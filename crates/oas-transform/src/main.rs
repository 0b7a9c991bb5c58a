//! `oas-transform` command-line entry point.

use std::io;
use std::path::PathBuf;
use std::process::ExitCode;

use clap::Parser;

use oas_transform::{OpenApiParser, RunOptions, Runner, DEFAULT_CONFIG_PATH, DEFAULT_DOCS_DIR};
use oas_transform_telemetry::{init_logging, LogFormat, TelemetryConfig};

#[derive(Parser, Debug)]
#[command(
    name = "oas-transform",
    about = "Filter, sanitize and parse a directory of OpenAPI documents",
    version
)]
struct Cli {
    /// Filter configuration file (JSON with `ignoreFiles` / `whitelist`).
    #[arg(long, env = "OAS_TRANSFORM_CONFIG", default_value = DEFAULT_CONFIG_PATH)]
    config: PathBuf,

    /// Directory holding the OpenAPI documents (not searched recursively).
    #[arg(long, env = "OAS_TRANSFORM_DOCS_DIR", default_value = DEFAULT_DOCS_DIR)]
    docs_dir: PathBuf,

    /// Print servers, paths and parameters of each parsed document.
    #[arg(long)]
    show_endpoints: bool,

    /// Log level filter. `RUST_LOG` takes precedence when set.
    #[arg(long, default_value = "warn")]
    log_level: String,

    /// Log output format (json or pretty).
    #[arg(long, default_value = "pretty", value_parser = parse_log_format)]
    log_format: LogFormat,
}

fn parse_log_format(s: &str) -> Result<LogFormat, String> {
    LogFormat::parse(s).ok_or_else(|| format!("unknown log format '{}' (expected json or pretty)", s))
}

fn main() -> ExitCode {
    let cli = Cli::parse();

    let telemetry = TelemetryConfig::new()
        .with_service_name(env!("CARGO_PKG_NAME"))
        .with_log_level(cli.log_level)
        .with_log_format(cli.log_format);
    if let Err(e) = init_logging(&telemetry) {
        eprintln!("warning: {}", e);
    }
    tracing::debug!(service = %telemetry.service_name, version = env!("CARGO_PKG_VERSION"), "startup");

    let options = RunOptions {
        config_path: cli.config,
        docs_dir: cli.docs_dir,
        show_endpoints: cli.show_endpoints,
    };

    match Runner::new(options, OpenApiParser).run(io::stdout().lock()) {
        Ok(_) => ExitCode::SUCCESS,
        Err(e) => {
            eprintln!("error: {}", e);
            ExitCode::from(1)
        }
    }
}
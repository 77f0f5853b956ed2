//! Response envelopes for resource payloads: `{"data": ..., "meta": {"resource": ...}}`.

use crate::model::Record;
use crate::resource::Resource;
use axum::{http::StatusCode, Json};
use serde::Serialize;
use serde_json::json;

#[derive(Serialize)]
pub struct Envelope<T> {
    pub data: T,
    pub meta: ResourceMeta,
}

#[derive(Serialize)]
pub struct ResourceMeta {
    /// Human label of the resource, e.g. `Credit Card`.
    pub resource: String,
    #[serde(skip_serializing_if = "Option::is_none")]
    pub count: Option<u64>,
}

type Reply<T> = (StatusCode, Json<Envelope<T>>);

fn reply<T: Serialize>(status: StatusCode, res: &Resource, data: T, count: Option<u64>) -> Reply<T> {
    let meta = ResourceMeta {
        resource: res.name.clone(),
        count,
    };
    (status, Json(Envelope { data, meta }))
}

/// 201 with the saved record.
pub fn created(res: &Resource, record: Record) -> Reply<Record> {
    reply(StatusCode::CREATED, res, record, None)
}

pub fn one(res: &Resource, record: Record) -> Reply<Record> {
    reply(StatusCode::OK, res, record, None)
}

pub fn many(res: &Resource, records: Vec<Record>) -> Reply<Vec<Record>> {
    let count = records.len() as u64;
    reply(StatusCode::OK, res, records, Some(count))
}

/// Answer to a count-only listing.
pub fn count(res: &Resource, n: i64) -> Reply<serde_json::Value> {
    let n = n.max(0) as u64;
    reply(StatusCode::OK, res, json!({ "count": n }), Some(n))
}
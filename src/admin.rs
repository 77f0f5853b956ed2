//! The admin: registry, database session and resources by model name.

use crate::config::{load_models, AdminConfig, ModelDef};
use crate::context::Context;
use crate::db::Db;
use crate::error::{AppError, ConfigError, SchemaError};
use crate::migration;
use crate::model::Model;
use crate::resource::Resource;
use crate::schema::Registry;
use crate::store::{ensure_database_exists, PgStore, SqliteStore, Store};
use crate::validations;
use indexmap::IndexMap;
use sqlx::postgres::PgPoolOptions;
use sqlx::sqlite::{SqliteConnectOptions, SqlitePoolOptions};
use std::str::FromStr;
use std::sync::Arc;

pub struct Admin {
    config: AdminConfig,
    registry: Arc<Registry>,
    db: Db,
    resources: IndexMap<String, Arc<Resource>>,
}

impl Admin {
    /// Builds an admin over `store`, with `validations:validate` installed.
    pub fn new(store: Arc<dyn Store>, registry: Arc<Registry>, config: AdminConfig) -> Self {
        let db = Db::new(store, registry.clone());
        validations::register_callbacks(db.callbacks());
        Admin {
            config,
            registry,
            db,
            resources: IndexMap::new(),
        }
    }

    /// Opens the store named by `config.database_url` (PostgreSQL or SQLite) and registers the
    /// models of `config.models_path`, if any.
    pub async fn connect(config: AdminConfig) -> Result<Self, AppError> {
        let url = config.database_url.as_str();
        let store: Arc<dyn Store> = if url.starts_with("postgres") {
            ensure_database_exists(url).await?;
            let pool = PgPoolOptions::new()
                .max_connections(config.max_connections)
                .connect(url)
                .await?;
            Arc::new(PgStore::new(pool))
        } else if url == "sqlite::memory:" {
            Arc::new(SqliteStore::memory().await?)
        } else if url.starts_with("sqlite:") {
            let opts = SqliteConnectOptions::from_str(url)?.create_if_missing(true);
            let pool = SqlitePoolOptions::new()
                .max_connections(config.max_connections)
                .connect_with(opts)
                .await?;
            Arc::new(SqliteStore::new(pool))
        } else {
            return Err(ConfigError::Env {
                key: "DATABASE_URL",
                reason: format!("unsupported database url '{}'", url),
            }
            .into());
        };

        let registry = Arc::new(Registry::new());
        if let Some(path) = &config.models_path {
            for def in load_models(path)? {
                registry.register(def)?;
            }
        }
        tracing::info!(models = registry.model_names().len(), "admin connected");
        Ok(Admin::new(store, registry, config))
    }

    pub fn config(&self) -> &AdminConfig {
        &self.config
    }

    pub fn registry(&self) -> &Arc<Registry> {
        &self.registry
    }

    pub fn db(&self) -> &Db {
        &self.db
    }

    pub fn register(&self, def: ModelDef) -> Result<(), ConfigError> {
        self.registry.register(def)
    }

    pub fn register_model<M: Model>(&self) -> Result<(), ConfigError> {
        self.registry.register_model::<M>()
    }

    /// Adds a configured resource, replacing one for the same model.
    pub fn add_resource(&mut self, resource: Resource) -> Arc<Resource> {
        tracing::info!(resource = %resource.name, model = %resource.model(), "resource added");
        let resource = Arc::new(resource);
        self.resources
            .insert(resource.model().to_string(), resource.clone());
        resource
    }

    /// Adds a resource for `model` with a meta per field.
    pub fn add_default_resource(&mut self, model: &str) -> Result<Arc<Resource>, SchemaError> {
        let mut resource = Resource::new(model, &self.registry)?;
        resource.add_default_metas()?;
        Ok(self.add_resource(resource))
    }

    /// Looks a resource up by model name, label or route segment.
    pub fn get_resource(&self, name: &str) -> Option<Arc<Resource>> {
        if let Some(res) = self.resources.get(name) {
            return Some(res.clone());
        }
        self.resources
            .values()
            .find(|r| r.name == name || r.param() == name)
            .cloned()
    }

    pub fn resources(&self) -> impl Iterator<Item = &Arc<Resource>> {
        self.resources.values()
    }

    /// A context on a fresh session, with the configured time format.
    pub fn new_context(&self) -> Context {
        Context::new(self.db.session()).with_time_format(self.config.time_format.clone())
    }

    /// Creates missing tables for every registered model.
    pub async fn auto_migrate(&self) -> Result<(), AppError> {
        let models = self.registry.model_names();
        migration::auto_migrate(self.db.store().as_ref(), &self.registry, &models).await
    }
}
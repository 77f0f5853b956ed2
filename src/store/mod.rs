//! Storage backends executing built queries and returning rows as JSON maps keyed by column.

mod postgres;
mod sqlite;

pub use postgres::{ensure_database_exists, PgStore};
pub use sqlite::SqliteStore;

use crate::error::AppError;
use crate::sql::QueryBuf;
use async_trait::async_trait;
use serde_json::{Map, Value};

/// One fetched row, keyed by column name.
pub type Row = Map<String, Value>;

#[derive(Clone, Copy, Debug, PartialEq, Eq)]
pub enum Dialect {
    Postgres,
    Sqlite,
}

#[async_trait]
pub trait Store: Send + Sync {
    fn dialect(&self) -> Dialect;

    async fn fetch_all(&self, q: &QueryBuf) -> Result<Vec<Row>, AppError>;

    async fn execute(&self, q: &QueryBuf) -> Result<u64, AppError>;

    /// Runs a statement without parameters, e.g. DDL.
    async fn execute_raw(&self, sql: &str) -> Result<(), AppError>;

    async fn fetch_optional(&self, q: &QueryBuf) -> Result<Option<Row>, AppError> {
        Ok(self.fetch_all(q).await?.into_iter().next())
    }

    async fn fetch_count(&self, q: &QueryBuf) -> Result<i64, AppError> {
        let row = self.fetch_optional(q).await?;
        Ok(row
            .and_then(|r| r.get("count").and_then(Value::as_i64))
            .unwrap_or(0))
    }

    async fn ping(&self) -> Result<(), AppError> {
        self.execute_raw("SELECT 1").await
    }
}
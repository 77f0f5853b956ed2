//! Resource CRUD handlers: list, create, read, update, delete.

use crate::context::Context;
use crate::error::AppError;
use crate::extractors::{CurrentRoles, Submission};
use crate::resource::{Decoded, FindMany, FindOne, Resource};
use crate::response;
use crate::state::AppState;
use axum::{
    extract::{Path, Query, State},
    http::StatusCode,
    response::{IntoResponse, Response},
};
use std::collections::HashMap;
use std::sync::Arc;

fn resource_by_path(state: &AppState, segment: &str) -> Result<Arc<Resource>, AppError> {
    state
        .admin
        .get_resource(segment)
        .ok_or_else(|| AppError::BadRequest(format!("unknown resource '{}'", segment)))
}

fn context(state: &AppState, roles: CurrentRoles) -> Context {
    state.admin.new_context().with_roles(roles.0)
}

fn fail_on_errors(ctx: &mut Context) -> Result<(), AppError> {
    if ctx.has_error() {
        return Err(AppError::Validation(ctx.take_errors()));
    }
    Ok(())
}

pub async fn list(
    State(state): State<AppState>,
    Path(segment): Path<String>,
    Query(params): Query<HashMap<String, String>>,
    roles: CurrentRoles,
) -> Result<Response, AppError> {
    let res = resource_by_path(&state, &segment)?;
    let mut ctx = context(&state, roles);
    ctx.count_only = matches!(params.get("count").map(String::as_str), Some("1" | "true"));
    match res.call_find_many(&mut ctx).await? {
        FindMany::Records(records) => Ok(response::many(&res, records).into_response()),
        FindMany::Count(n) => Ok(response::count(&res, n).into_response()),
    }
}

pub async fn create(
    State(state): State<AppState>,
    Path(segment): Path<String>,
    roles: CurrentRoles,
    Submission(values): Submission,
) -> Result<Response, AppError> {
    let res = resource_by_path(&state, &segment)?;
    let mut ctx = context(&state, roles);
    let mut record = res.new_record();
    let decoded = res.decode(&mut ctx, &mut record, &values).await?;
    fail_on_errors(&mut ctx)?;
    if decoded == Decoded::Skipped {
        return Ok(StatusCode::NO_CONTENT.into_response());
    }
    res.call_save(&mut record, &mut ctx).await?;
    tracing::info!(resource = %res.name, id = %res.schema().primary_value(&record), "created");
    Ok(response::created(&res, record).into_response())
}

pub async fn read(
    State(state): State<AppState>,
    Path((segment, id)): Path<(String, String)>,
    roles: CurrentRoles,
) -> Result<Response, AppError> {
    let res = resource_by_path(&state, &segment)?;
    let mut ctx = context(&state, roles).with_resource_id(id);
    let mut record = res.new_record();
    match res.call_find_one(&mut record, None, &mut ctx).await? {
        FindOne::Found => Ok(response::one(&res, record).into_response()),
        FindOne::Destroyed => Err(AppError::RecordNotFound),
    }
}

pub async fn update(
    State(state): State<AppState>,
    Path((segment, id)): Path<(String, String)>,
    roles: CurrentRoles,
    Submission(values): Submission,
) -> Result<Response, AppError> {
    let res = resource_by_path(&state, &segment)?;
    let mut ctx = context(&state, roles).with_resource_id(id);
    let mut record = res.new_record();
    res.call_find_one(&mut record, None, &mut ctx).await?;
    let decoded = res.decode(&mut ctx, &mut record, &values).await?;
    fail_on_errors(&mut ctx)?;
    if decoded == Decoded::Skipped {
        return Ok(StatusCode::NO_CONTENT.into_response());
    }
    res.call_save(&mut record, &mut ctx).await?;
    tracing::info!(resource = %res.name, id = %ctx.resource_id, "updated");
    Ok(response::one(&res, record).into_response())
}

pub async fn delete(
    State(state): State<AppState>,
    Path((segment, id)): Path<(String, String)>,
    roles: CurrentRoles,
) -> Result<Response, AppError> {
    let res = resource_by_path(&state, &segment)?;
    let mut ctx = context(&state, roles).with_resource_id(id);
    let mut record = res.new_record();
    res.call_delete(&mut record, &mut ctx).await?;
    tracing::info!(resource = %res.name, id = %ctx.resource_id, "deleted");
    Ok(response::one(&res, record).into_response())
}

WORK ORDER:
Scan the records for the string "pretty". Copy each line in which it appears.

ANSWER FOR THE TASK:
    /// Log output format (json or pretty).
    #[arg(long, default_value = "pretty", value_parser = parse_log_format)]
    LogFormat::parse(s).ok_or_else(|| format!("unknown log format '{}' (expected json or pretty)", s))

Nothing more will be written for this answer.